In a 6-minute introductory episode, I said:
“We’re going to break down some of these issues that I’ve been hearing for years, like, ‘Why is the news so negative?’ ‘Why is it biased?’ ‘Is it biased?’ ‘Is there a place that will tell me just the facts?’ ‘Why is it so sensational?’ These questions are really complicated and intertwined with a lot of factors like business and politics and corporations and individual journalists. So we’re going to look at how these issues intertwine and my hope is that through these honest conversations, we’ll come to some better solutions on how we can do a better job at giving you the news.”

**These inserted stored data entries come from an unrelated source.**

//! Session configuration

use chrono::{DateTime, Utc};
use std::fmt;
use std::time::Duration;

/// Default number of seconds session data lives in the cache (180 minutes).
pub const DEFAULT_CACHE_EXPIRE: u64 = 10800;

/// Policy deciding which HTTP caching headers accompany a session response.
///
/// Mirrors the classic `session.cache_limiter` modes of PHP.
#[derive(Clone, Copy, Debug, Default, PartialEq, Eq)]
pub enum CacheLimiter {
    /// Forbid any caching
    #[default]
    NoCache,
    /// Allow shared caches for `cache_expire` seconds
    Public,
    /// Allow private caches, with an `Expires` in the past for HTTP/1.0 clients
    Private,
    /// Allow private caches without sending `Expires`
    PrivateNoExpire,
}

impl CacheLimiter {
    /// Parse a limiter name, falling back to [`CacheLimiter::NoCache`] for
    /// anything unrecognized.
    pub fn parse_lenient(value: &str) -> Self {
        match value {
            "public" => CacheLimiter::Public,
            "private" => CacheLimiter::Private,
            "private_no_expire" => CacheLimiter::PrivateNoExpire,
            _ => CacheLimiter::NoCache,
        }
    }

    pub fn as_str(&self) -> &'static str {
        match self {
            CacheLimiter::NoCache => "nocache",
            CacheLimiter::Public => "public",
            CacheLimiter::Private => "private",
            CacheLimiter::PrivateNoExpire => "private_no_expire",
        }
    }
}

impl From<&str> for CacheLimiter {
    fn from(value: &str) -> Self {
        Self::parse_lenient(value)
    }
}

impl From<String> for CacheLimiter {
    fn from(value: String) -> Self {
        Self::parse_lenient(&value)
    }
}

impl fmt::Display for CacheLimiter {
    fn fmt(&self, f: &mut fmt::Formatter<'_>) -> fmt::Result {
        f.write_str(self.as_str())
    }
}

/// Configuration for cache-backed session persistence
#[derive(Clone, Debug)]
pub struct SessionConfig {
    /// Name of the session cookie. Must not be empty.
    pub cookie_name: String,

    /// Cookie domain (default: None - current domain only)
    pub cookie_domain: Option<String>,

    /// Cookie path (default: "/")
    pub cookie_path: String,

    /// Secure flag for cookie (default: false)
    pub cookie_secure: bool,

    /// HttpOnly flag for cookie (default: false)
    pub cookie_http_only: bool,

    /// Which caching headers to emit (default: nocache)
    pub cache_limiter: CacheLimiter,

    /// Seconds session data lives in the cache; also the `max-age` of the
    /// caching headers and the cookie lifetime for persistent sessions
    pub cache_expire: u64,

    /// Value of the `Last-Modified` header. When None it is derived from the
    /// modification time of the running executable.
    pub last_modified: Option<DateTime<Utc>>,

    /// Whether session cookies carry an `Expires` attribute by default
    pub persistent: bool,
}

impl Default for SessionConfig {
    fn default() -> Self {
        Self {
            cookie_name: String::new(),
            cookie_domain: None,
            cookie_path: "/".to_string(),
            cookie_secure: false,
            cookie_http_only: false,
            cache_limiter: CacheLimiter::NoCache,
            cache_expire: DEFAULT_CACHE_EXPIRE,
            last_modified: None,
            persistent: false,
        }
    }
}

impl SessionConfig {
    /// Create a new session configuration with the given cookie name
    pub fn new<S: Into<String>>(cookie_name: S) -> Self {
        Self {
            cookie_name: cookie_name.into(),
            ..Default::default()
        }
    }

    /// Set the cookie domain
    pub fn with_cookie_domain<S: Into<String>>(mut self, domain: S) -> Self {
        self.cookie_domain = Some(domain.into());
        self
    }

    /// Set the cookie path (default: "/")
    pub fn with_cookie_path<S: Into<String>>(mut self, path: S) -> Self {
        self.cookie_path = path.into();
        self
    }

    /// Set the Secure flag (default: false)
    pub fn with_secure(mut self, secure: bool) -> Self {
        self.cookie_secure = secure;
        self
    }

    /// Set the HttpOnly flag (default: false)
    pub fn with_http_only(mut self, http_only: bool) -> Self {
        self.cookie_http_only = http_only;
        self
    }

    /// Set the cache limiter. Unknown names become `nocache`.
    pub fn with_cache_limiter(mut self, limiter: impl Into<CacheLimiter>) -> Self {
        self.cache_limiter = limiter.into();
        self
    }

    /// Set the cache expiry in seconds (default: 10800)
    pub fn with_cache_expire(mut self, secs: u64) -> Self {
        self.cache_expire = secs;
        self
    }

    /// Set the cache expiry from a Duration
    pub fn with_cache_expire_duration(mut self, duration: Duration) -> Self {
        self.cache_expire = duration.as_secs();
        self
    }

    /// Pin the `Last-Modified` value instead of deriving it
    pub fn with_last_modified(mut self, last_modified: DateTime<Utc>) -> Self {
        self.last_modified = Some(last_modified);
        self
    }

    /// Set whether cookies are persistent by default (default: false)
    pub fn with_persistent(mut self, persistent: bool) -> Self {
        self.persistent = persistent;
        self
    }
}

/// Best guess at when the application was last deployed: the mtime of the
/// running executable, then of the working directory, then now.
pub(crate) fn determine_last_modified() -> DateTime<Utc> {
    let candidates = [std::env::current_exe().ok(), std::env::current_dir().ok()];
    candidates
        .into_iter()
        .flatten()
        .find_map(|path| std::fs::metadata(path).and_then(|m| m.modified()).ok())
        .map(DateTime::<Utc>::from)
        .unwrap_or_else(Utc::now)
}

#[cfg(test)]
mod tests {
    use super::*;

    #[test]
    fn test_defaults() {
        let config = SessionConfig::new("sess");
        assert_eq!(config.cookie_name, "sess");
        assert_eq!(config.cookie_path, "/");
        assert_eq!(config.cookie_domain, None);
        assert!(!config.cookie_secure);
        assert!(!config.cookie_http_only);
        assert_eq!(config.cache_limiter, CacheLimiter::NoCache);
        assert_eq!(config.cache_expire, 10800);
        assert!(config.last_modified.is_none());
        assert!(!config.persistent);
    }

    #[test]
    fn test_cache_limiter_parsing() {
        for name in ["nocache", "public", "private", "private_no_expire"] {
            assert_eq!(CacheLimiter::from(name).as_str(), name);
        }
        assert_eq!(CacheLimiter::from("not-valid"), CacheLimiter::NoCache);
        assert_eq!(CacheLimiter::from("PUBLIC"), CacheLimiter::NoCache);
        assert_eq!(CacheLimiter::from(""), CacheLimiter::NoCache);
    }

    #[test]
    fn test_builder() {
        let config = SessionConfig::new("sess")
            .with_cookie_domain("example.com")
            .with_cookie_path("/api")
            .with_secure(true)
            .with_http_only(true)
            .with_cache_limiter("private")
            .with_cache_expire_duration(Duration::from_secs(60))
            .with_persistent(true);

        assert_eq!(config.cookie_domain.as_deref(), Some("example.com"));
        assert_eq!(config.cookie_path, "/api");
        assert!(config.cookie_secure);
        assert!(config.cookie_http_only);
        assert_eq!(config.cache_limiter, CacheLimiter::Private);
        assert_eq!(config.cache_expire, 60);
        assert!(config.persistent);
    }

    #[test]
    fn test_determine_last_modified_is_not_in_future() {
        assert!(determine_last_modified() <= Utc::now());
    }
}
//! Continuous (interpolated) colormaps.

use colorgrad::{BlendMode, Color, CustomGradient};
use serde::Serialize;

use super::colormap::{lut_index, serialize_hex_colors, Colormap, Rgba, TRANSPARENT};
use super::norm::NormValue;
use crate::error::{EarthCmapError, Result};

/// Interpolated colormap sampled into a lookup table
#[derive(Debug, Clone, PartialEq, Serialize)]
pub struct ContinuousColormap {
    pub name: String,
    pub long_name: String,
    pub units: String,
    /// Break values in data units
    pub positions: Vec<f64>,
    /// Break values rescaled to [0, 1], rounded to two decimals
    pub normalized_positions: Vec<f64>,
    /// Anchor color of each break
    #[serde(serialize_with = "serialize_hex_colors")]
    pub colors: Vec<Rgba>,
    pub labels: Vec<String>,
    /// Number of lookup table entries
    pub resolution: usize,
    #[serde(skip)]
    lut: Vec<Rgba>,
}

impl ContinuousColormap {
    /// Interpolate `colors` anchored at `normalized_positions` (RGB blending) and
    /// sample `resolution` evenly spaced entries.
    #[allow(clippy::too_many_arguments)]
    pub fn new(
        name: String,
        long_name: String,
        units: String,
        positions: Vec<f64>,
        normalized_positions: Vec<f64>,
        colors: &[Color],
        labels: Vec<String>,
        resolution: usize,
    ) -> Result<Self> {
        if resolution == 0 {
            return Err(EarthCmapError::InvalidParameter {
                param: "resolution".to_string(),
                message: "Resolution must be positive".to_string(),
            });
        }

        let gradient = CustomGradient::new()
            .colors(colors)
            .domain(&normalized_positions)
            .mode(BlendMode::Rgb)
            .build()
            .map_err(|e| EarthCmapError::Gradient {
                message: format!("{}: {}", name, e),
            })?;

        let lut = gradient
            .colors(resolution)
            .iter()
            .map(|c| c.to_rgba8())
            .collect();

        Ok(Self {
            name,
            long_name,
            units,
            positions,
            normalized_positions,
            colors: colors.iter().map(|c| c.to_rgba8()).collect(),
            labels,
            resolution,
            lut,
        })
    }

    /// The sampled lookup table
    pub fn lookup_table(&self) -> &[Rgba] {
        &self.lut
    }
}

impl Colormap for ContinuousColormap {
    fn map_normalized(&self, value: f32) -> Rgba {
        if !value.is_finite() || self.lut.is_empty() {
            return TRANSPARENT;
        }
        self.lut[lut_index(value as f64, self.lut.len())]
    }

    fn color_for(&self, value: NormValue) -> Rgba {
        let (Some(first), Some(last)) = (self.lut.first(), self.lut.last()) else {
            return TRANSPARENT;
        };
        match value {
            NormValue::Position(p) => self.lut[lut_index(p, self.lut.len())],
            NormValue::Bin(i) => self.lut.get(i).copied().unwrap_or(*last),
            NormValue::Under => *first,
            NormValue::Over => *last,
            NormValue::Masked | NormValue::Invalid => TRANSPARENT,
        }
    }

    fn entry_count(&self) -> usize {
        self.lut.len()
    }

    fn name(&self) -> &str {
        &self.name
    }
}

The truth is: I didn’t know how it would end, but I knew I had to begin. So I did. I chose Christine Dobbyn to interview for the first episode as a way to introduce people outside of the TV news business to what it’s like to be a reporter over many years. I have an incredible amount of respect for Christine as a journalist and as a person, and I admire her bravery in leaving her job mid-career, going to business school and now running her own digital marketing company as well as a separate startup business. She emphasized curiosity as a key attribute that helped her along the way, saying:
“If you have journalism and you have entrepreneurship, they’re this license to be curious. And I’m an incredibly curious person. You give me a topic and all of a sudden I dive into it a little bit and then I want to know everything about it. And so that’s the commonality. And as I’ve gone down this road with working on a couple of start-up ideas and businesses, I realized that the process and the path is very much like journalism when you’re trying to put a story together.” -Christine Dobbyn, journalist & entrepreneur
After talking with Christine, I placed more emphasis on curiosity, recognizing it as one of my strengths as well and realizing it can be a guide as I navigate this process. I started looking at the TV news business as I would approach a story I was reporting on — gathering facts and talking with experts and others who are affected by it. I wrote an article called “People say they want just the facts: Are they liars?” in which I discussed the wide gap between what people say they want versus what their actions support. I was beginning to understand how a business model that relies on ad revenue was failing viewers (more on that later.)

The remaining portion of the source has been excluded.